In [1]:
import pandas as pd
import os
from openai import OpenAI
import openai
from dotenv import load_dotenv, find_dotenv
from qdrant_client import models, QdrantClient
from qdrant_client.http import models as rest
from qdrant_client.http.models import Record
from sentence_transformers import SentenceTransformer

load_dotenv(find_dotenv())
client = OpenAI(
    api_key=os.getenv('OPENAI_API_KEY'),
)

# Read the CSV dataset
file_path = './datasets/movies_with_sentiment_and_embedding.csv'
df = pd.read_csv(file_path) # Add .head(100) if you want to limit the number of rows

df = df.fillna('')

print(str(len(df)) + ' rows')

8646 rows


In [2]:
# qdrant_client = QdrantClient(':memory:') # Uncomment this for testing locally

# Connect to the cloud version of the Qdrant client
qdrant_client = QdrantClient(
    url=os.getenv('QDRANT_URL'),
    api_key=os.getenv('QDRANT_API_KEY'),
)

In [3]:
import ast

# Set the collection name and size
collection_name = 'movies'
vector_size = len(ast.literal_eval(df['metadata_vector'][0]))  # Convert string to list and get its length

# Create a collection
qdrant_client.recreate_collection(
    collection_name=collection_name,
    vectors_config={
        'metadata': rest.VectorParams(
            distance=rest.Distance.COSINE,
            size=vector_size,
        ),
    }
)

# Calculate the length of payload that is being inserted into the Qdrant collection
def calculate_payload_length(payload):
    total_length = 0
    for value in payload.values():
        if isinstance(value, str):
            total_length += len(value)
        elif isinstance(value, list):
            for item in value:
                total_length += len(str(item))
        elif isinstance(value, dict):
            total_length += calculate_payload_length(value)
        else:
            total_length += len(str(value))
    return total_length

# Add vectors to the collection
request_length = 0

for k, v in df.iterrows():
    # Remove the 'metadata_vector' key from the dictionary to reduce the payload length
    result_dict = v.to_dict()
    if 'metadata_vector' in result_dict:
        del result_dict['metadata_vector']

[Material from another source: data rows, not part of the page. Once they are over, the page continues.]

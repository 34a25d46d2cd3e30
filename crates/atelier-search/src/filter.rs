//! Catalog filter applier.
//!
//! AI-derived filters from the merged state and manual selections from the
//! filter form are unioned per key into one [`FilterSelection`], which is
//! then evaluated as a product predicate. Each step narrows the set:
//!
//! 1. price bounds
//! 2. color and brightness, both satisfied by the same variant when both
//!    are present
//! 3. size membership
//! 4. positive attribute filters
//! 5. negative attribute filters
//! 6. negative colors
//!
//! Within one key the selected values are OR'd; distinct keys are AND'd.
//! Attribute filters only apply to keys the category schema declares.

use std::collections::BTreeMap;

use serde::{Deserialize, Serialize};
use tracing::{debug, trace};

use atelier_core::{AttributeType, CategorySchema, FilterMap, FilterValue, Product};

use crate::merge::AccumulatedFilterState;

/// Key under which extraction reports brightness.
pub const BRIGHTNESS_KEY: &str = "brightness";

/// Selections made directly in the filter form.
#[derive(Debug, Clone, Default, PartialEq, Serialize, Deserialize)]
#[serde(default)]
pub struct ManualFilters {
    pub colors: Vec<String>,
    pub sizes: Vec<String>,
    pub brightness: Vec<String>,
    pub min_price: Option<f64>,
    pub max_price: Option<f64>,
    /// Raw per-attribute values, e.g. `{"has_belt": ["true"]}`.
    pub features: BTreeMap<String, Vec<String>>,
}

/// Effective filter selection for one search.
#[derive(Debug, Clone, Default, PartialEq, Serialize, Deserialize)]
pub struct FilterSelection {
    /// Lowercase colors, AI and manual.
    pub colors: Vec<String>,
    /// Lowercase brightness terms, AI and manual.
    pub brightness: Vec<String>,
    pub sizes: Vec<String>,
    pub min_price: Option<f64>,
    pub max_price: Option<f64>,
    /// Positive attribute filters (schema keys only), with their type.
    pub features: BTreeMap<String, (AttributeType, Vec<FilterValue>)>,
    /// Negative attribute filters (schema keys only), with their type.
    pub negative_features: BTreeMap<String, (AttributeType, Vec<FilterValue>)>,
    pub negative_colors: Vec<String>,
}

impl FilterSelection {
    /// Union the merged AI state with manual selections.
    ///
    /// Without a schema no attribute filters apply.
    pub fn build(
        state: &AccumulatedFilterState,
        manual: &ManualFilters,
        schema: Option<&CategorySchema>,
    ) -> Self {
        let mut colors: Vec<String> = Vec::new();
        for color in manual.colors.iter().chain(state.merged_colors.iter()) {
            push_lower(&mut colors, color);
        }

        let mut brightness: Vec<String> = Vec::new();
        if schema.is_some() {
            let ai = state
                .merged_filters
                .get(BRIGHTNESS_KEY)
                .into_iter()
                .flatten()
                .map(|v| v.to_string());
            for value in ai.chain(manual.brightness.iter().cloned()) {
                push_lower(&mut brightness, &value);
            }
        }

        let mut sizes: Vec<String> = Vec::new();
        for size in &manual.sizes {
            let size = size.trim();
            if !size.is_empty() && !sizes.iter().any(|s| s == size) {
                sizes.push(size.to_string());
            }
        }

        let mut features = BTreeMap::new();
        let mut negative_features = BTreeMap::new();
        if let Some(schema) = schema {
            for attr in &schema.attributes {
                if attr.key == BRIGHTNESS_KEY {
                    continue;
                }
                let mut values: Vec<FilterValue> = Vec::new();
                let ai = state.merged_filters.get(&attr.key).into_iter().flatten().cloned();
                let form = manual
                    .features
                    .get(&attr.key)
                    .into_iter()
                    .flatten()
                    .filter_map(|raw| FilterValue::normalize(raw));
                for value in ai.chain(form) {
                    if !values.contains(&value) {
                        values.push(value);
                    }
                }
                if !values.is_empty() {
                    features.insert(attr.key.clone(), (attr.attr_type, values));
                }

                if let Some(excluded) = state.merged_negative_filters.get(&attr.key) {
                    if !excluded.is_empty() {
                        negative_features.insert(attr.key.clone(), (attr.attr_type, excluded.clone()));
                    }
                }
            }
        }

        let mut negative_colors: Vec<String> = Vec::new();
        for color in &state.merged_negative_colors {
            push_lower(&mut negative_colors, color);
        }

        Self {
            colors,
            brightness,
            sizes,
            min_price: manual.min_price,
            max_price: manual.max_price,
            features,
            negative_features,
            negative_colors,
        }
    }

    /// Active attribute values as shown in the filter UI.
    ///
    /// A boolean attribute excluded as `true` displays as a selected
    /// `false`, and vice versa. Display only; predicates are unaffected.
    pub fn display_features(&self) -> FilterMap {
        let mut shown: FilterMap = self
            .features
            .iter()
            .map(|(k, (_, values))| (k.clone(), values.clone()))
            .collect();

        for (key, (attr_type, excluded)) in &self.negative_features {
            if *attr_type != AttributeType::Boolean {
                continue;
            }
            if excluded.contains(&FilterValue::Bool(true)) {
                shown.insert(key.clone(), vec![FilterValue::Bool(false)]);
            } else if excluded.contains(&FilterValue::Bool(false)) {
                shown.insert(key.clone(), vec![FilterValue::Bool(true)]);
            }
        }
        shown
    }

    /// Whether a product passes every step.
    pub fn matches(&self, product: &Product) -> bool {
        self.price_ok(product)
            && self.variant_ok(product)
            && self.size_ok(product)
            && self.features_ok(product)
            && self.negative_features_ok(product)
            && self.negative_colors_ok(product)
    }

    /// Keep matching products, preserving order.
    pub fn apply(&self, products: Vec<Product>) -> Vec<Product> {
        let before = products.len();
        let kept: Vec<Product> = products
            .into_iter()
            .filter(|p| {
                let ok = self.matches(p);
                trace!(product_id = %p.id, matched = ok, "Catalog filter");
                ok
            })
            .collect();
        debug!(
            subsystem = "search",
            component = "catalog_filter",
            before,
            result_count = kept.len(),
            "Catalog filtered"
        );
        kept
    }

    fn price_ok(&self, product: &Product) -> bool {
        self.min_price.map_or(true, |min| product.price >= min)
            && self.max_price.map_or(true, |max| product.price <= max)
    }

    fn variant_ok(&self, product: &Product) -> bool {
        if self.colors.is_empty() && self.brightness.is_empty() {
            return true;
        }
        product.variants.iter().any(|v| {
            let color_ok =
                self.colors.is_empty() || self.colors.contains(&v.color.trim().to_lowercase());
            let brightness_ok = self.brightness.is_empty()
                || v.brightness
                    .as_deref()
                    .is_some_and(|b| self.brightness.contains(&b.trim().to_lowercase()));
            color_ok && brightness_ok
        })
    }

    fn size_ok(&self, product: &Product) -> bool {
        self.sizes.is_empty()
            || product
                .variants
                .iter()
                .any(|v| self.sizes.iter().any(|s| *s == v.size))
    }

    fn features_ok(&self, product: &Product) -> bool {
        self.features.iter().all(|(key, (_, values))| {
            product
                .feature(key)
                .is_some_and(|stored| values.iter().any(|v| v.matches_json(stored)))
        })
    }

    fn negative_features_ok(&self, product: &Product) -> bool {
        self.negative_features.iter().all(|(key, (_, excluded))| {
            product
                .feature(key)
                .map_or(true, |stored| !excluded.iter().any(|v| v.matches_json(stored)))
        })
    }

    fn negative_colors_ok(&self, product: &Product) -> bool {
        self.negative_colors.is_empty()
            || !product
                .variants
                .iter()
                .any(|v| self.negative_colors.contains(&v.color.trim().to_lowercase()))
    }
}

fn push_lower(target: &mut Vec<String>, value: &str) {
    let lower = value.trim().to_lowercase();
    if !lower.is_empty() && !target.contains(&lower) {
        target.push(lower);
    }
}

    payload_length = calculate_payload_length(result_dict)
    vector_length = len(ast.literal_eval(v['metadata_vector']))
    total_length = payload_length + vector_length
    # print(f"Payload length for point {k}: {total_length}")

    request_length = request_length + total_length
    
    qdrant_client.upsert(
        collection_name=collection_name,
        points=[
            rest.PointStruct(
                id=k,
                vector={
                    'metadata': ast.literal_eval(v['metadata_vector']),  # Convert string to list
                },
                payload=result_dict,
            )
        ]
    )

print(f"Payload & vector length for all points: {request_length}")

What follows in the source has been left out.